All the entries that follow are to be returned exactly.

[Material shown Boundary: Start]

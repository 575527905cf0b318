//! 目录错误类型

use crate::core::error::CoreError;
use crate::infrastructure::multipart::MultipartError;
use crate::infrastructure::store::StoreError;

#[derive(Debug, thiserror::Error)]
pub enum CatalogError {
    #[error("{0}")]
    Validation(String),

    #[error("{0}")]
    NotFound(String),

    #[error("{0}")]
    MalformedRequest(String),

    /// 文档在读取之后已被其他写入者修改
    #[error("catalog document was modified concurrently: {0}")]
    Conflict(String),

    #[error("catalog document is corrupt: {0}")]
    Corrupt(String),

    #[error(transparent)]
    Storage(StoreError),
}

impl From<StoreError> for CatalogError {
    fn from(err: StoreError) -> Self {
        match err {
            StoreError::Conflict { key } => CatalogError::Conflict(key),
            other => CatalogError::Storage(other),
        }
    }
}

impl From<MultipartError> for CatalogError {
    fn from(err: MultipartError) -> Self {
        CatalogError::MalformedRequest(err.to_string())
    }
}

impl From<CatalogError> for CoreError {
    fn from(err: CatalogError) -> Self {
        match err {
            CatalogError::Validation(msg) | CatalogError::MalformedRequest(msg) => {
                CoreError::BadRequest(msg)
            }
            CatalogError::NotFound(msg) => CoreError::NotFound(msg),
            CatalogError::Conflict(_) => CoreError::Conflict(
                "The catalog changed while saving, please retry".to_string(),
            ),
            other => CoreError::InternalServerError(other.to_string()),
        }
    }
}
//! multipart/form-data 解码
//!
//! 把请求体拆成文本字段与文件部分。解码器本身不限制大小，上限由传输层负责。

use bytes::Bytes;
use futures_util::stream::{self, Stream};
use std::collections::HashMap;
use std::convert::Infallible;
use tracing::debug;

/// 上传的文件部分
#[derive(Debug, Clone, PartialEq, Eq)]
pub struct UploadedFile {
    pub field_name: String,
    pub filename: String,
    pub content_type: String,
    pub bytes: Bytes,
}

/// 解码后的表单
#[derive(Debug, Clone, Default)]
pub struct MultipartForm {
    fields: HashMap<String, String>,
    files: Vec<UploadedFile>,
}

impl MultipartForm {
    /// 文本字段，同名字段取第一次出现的值
    pub fn field(&self, name: &str) -> Option<&str> {
        self.fields.get(name).map(String::as_str)
    }

    pub fn files(&self) -> &[UploadedFile] {
        &self.files
    }

    /// 字段名属于 `names` 的文件，保持上传顺序
    pub fn files_named<'a>(&'a self, names: &'a [&str]) -> impl Iterator<Item = &'a UploadedFile> {
        self.files
            .iter()
            .filter(move |f| names.contains(&f.field_name.as_str()))
    }
}

/// 解码错误
#[derive(Debug, thiserror::Error)]
pub enum MultipartError {
    #[error("malformed multipart request: {0}")]
    Malformed(String),
}

impl From<multer::Error> for MultipartError {
    fn from(err: multer::Error) -> Self {
        MultipartError::Malformed(err.to_string())
    }
}

/// 从 `Content-Type` 头取出 boundary
pub fn boundary(content_type: &str) -> Result<String, MultipartError> {
    Ok(multer::parse_boundary(content_type)?)
}

/// 解码完整请求体
pub async fn decode(content_type: &str, body: Bytes) -> Result<MultipartForm, MultipartError> {
    let body = stream::once(async move { Ok::<_, Infallible>(body) });
    decode_stream(content_type, body).await
}

/// 解码请求体流
pub async fn decode_stream<S, O, E>(
    content_type: &str,
    body: S,
) -> Result<MultipartForm, MultipartError>
where
    S: Stream<Item = Result<O, E>> + Send + 'static,
    O: Into<Bytes> + 'static,
    E: Into<Box<dyn std::error::Error + Send + Sync>> + 'static,
{
    let boundary = boundary(content_type)?;
    let mut multipart = multer::Multipart::new(body, boundary);
    let mut form = MultipartForm::default();

    while let Some(field) = multipart.next_field().await? {
        let name = field.name().unwrap_or_default().to_string();

        match field.file_name().map(str::to_string) {
            Some(filename) => {
                let content_type = field
                    .content_type()
                    .map(|m| m.essence_str().to_string())
                    .unwrap_or_else(|| mime::APPLICATION_OCTET_STREAM.to_string());
                let bytes = field.bytes().await?;
                if bytes.is_empty() {
                    debug!(field = %name, filename = %filename, "忽略空文件部分");
                    continue;
                }
                form.files.push(UploadedFile {
                    field_name: name,
                    filename,
                    content_type,
                    bytes,
                });
            }
            None => {
                let text = field.text().await?;
                form.fields.entry(name).or_insert(text);
            }
        }
    }

    debug!(
        fields = form.fields.len(),
        files = form.files.len(),
        "multipart 请求解码完成"
    );
    Ok(form)
}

[Material shown Boundary: End]

• Response for this exercise:
repository 575527905cf0b318
//! 目录错误类型

use crate::core::error::CoreError;
use crate::infrastructure::multipart::MultipartError;
use crate::infrastructure::store::StoreError;

#[derive(Debug, thiserror::Error)]
pub enum CatalogError {
    #[error("{0}")]
    Validation(String),

    #[error("{0}")]
    NotFound(String),

    #[error("{0}")]
    MalformedRequest(String),

    /// 文档在读取之后已被其他写入者修改
    #[error("catalog document was modified concurrently: {0}")]
    Conflict(String),

    #[error("catalog document is corrupt: {0}")]
    Corrupt(String),

    #[error(transparent)]
    Storage(StoreError),
}

impl From<StoreError> for CatalogError {
    fn from(err: StoreError) -> Self {
        match err {
            StoreError::Conflict { key } => CatalogError::Conflict(key),
            other => CatalogError::Storage(other),
        }
    }
}

impl From<MultipartError> for CatalogError {
    fn from(err: MultipartError) -> Self {
        CatalogError::MalformedRequest(err.to_string())
    }
}

impl From<CatalogError> for CoreError {
    fn from(err: CatalogError) -> Self {
        match err {
            CatalogError::Validation(msg) | CatalogError::MalformedRequest(msg) => {
                CoreError::BadRequest(msg)
            }
            CatalogError::NotFound(msg) => CoreError::NotFound(msg),
            CatalogError::Conflict(_) => CoreError::Conflict(
                "The catalog changed while saving, please retry".to_string(),
            ),
            other => CoreError::InternalServerError(other.to_string()),
        }
    }
}
//! multipart/form-data 解码
//!
//! 把请求体拆成文本字段与文件部分。解码器本身不限制大小，上限由传输层负责。

use bytes::Bytes;
use futures_util::stream::{self, Stream};
use std::collections::HashMap;
use std::convert::Infallible;
use tracing::debug;

/// 上传的文件部分
#[derive(Debug, Clone, PartialEq, Eq)]
pub struct UploadedFile {
    pub field_name: String,
    pub filename: String,
    pub content_type: String,
    pub bytes: Bytes,
}

/// 解码后的表单
#[derive(Debug, Clone, Default)]
pub struct MultipartForm {
    fields: HashMap<String, String>,
    files: Vec<UploadedFile>,
}

impl MultipartForm {
    /// 文本字段，同名字段取第一次出现的值
    pub fn field(&self, name: &str) -> Option<&str> {
        self.fields.get(name).map(String::as_str)
    }

    pub fn files(&self) -> &[UploadedFile] {
        &self.files
    }

    /// 字段名属于 `names` 的文件，保持上传顺序
    pub fn files_named<'a>(&'a self, names: &'a [&str]) -> impl Iterator<Item = &'a UploadedFile> {
        self.files
            .iter()
            .filter(move |f| names.contains(&f.field_name.as_str()))
    }
}

/// 解码错误
#[derive(Debug, thiserror::Error)]
pub enum MultipartError {
    #[error("malformed multipart request: {0}")]
    Malformed(String),
}

impl From<multer::Error> for MultipartError {
    fn from(err: multer::Error) -> Self {
        MultipartError::Malformed(err.to_string())
    }
}

/// 从 `Content-Type` 头取出 boundary
pub fn boundary(content_type: &str) -> Result<String, MultipartError> {
    Ok(multer::parse_boundary(content_type)?)
}

/// 解码完整请求体
pub async fn decode(content_type: &str, body: Bytes) -> Result<MultipartForm, MultipartError> {
    let body = stream::once(async move { Ok::<_, Infallible>(body) });
    decode_stream(content_type, body).await
}

/// 解码请求体流
pub async fn decode_stream<S, O, E>(
    content_type: &str,
    body: S,
) -> Result<MultipartForm, MultipartError>
where
    S: Stream<Item = Result<O, E>> + Send + 'static,
    O: Into<Bytes> + 'static,
    E: Into<Box<dyn std::error::Error + Send + Sync>> + 'static,
{
    let boundary = boundary(content_type)?;
    let mut multipart = multer::Multipart::new(body, boundary);
    let mut form = MultipartForm::default();

    while let Some(field) = multipart.next_field().await? {
        let name = field.name().unwrap_or_default().to_string();

        match field.file_name().map(str::to_string) {
            Some(filename) => {
                let content_type = field
                    .content_type()
                    .map(|m| m.essence_str().to_string())
                    .unwrap_or_else(|| mime::APPLICATION_OCTET_STREAM.to_string());
                let bytes = field.bytes().await?;
                if bytes.is_empty() {
                    debug!(field = %name, filename = %filename, "忽略空文件部分");
                    continue;
                }
                form.files.push(UploadedFile {
                    field_name: name,
                    filename,
                    content_type,
                    bytes,
                });
            }
            None => {
                let text = field.text().await?;
                form.fields.entry(name).or_insert(text);
            }
        }
    }

    debug!(
        fields = form.fields.len(),
        files = form.files.len(),
        "multipart 请求解码完成"
    );
    Ok(form)
}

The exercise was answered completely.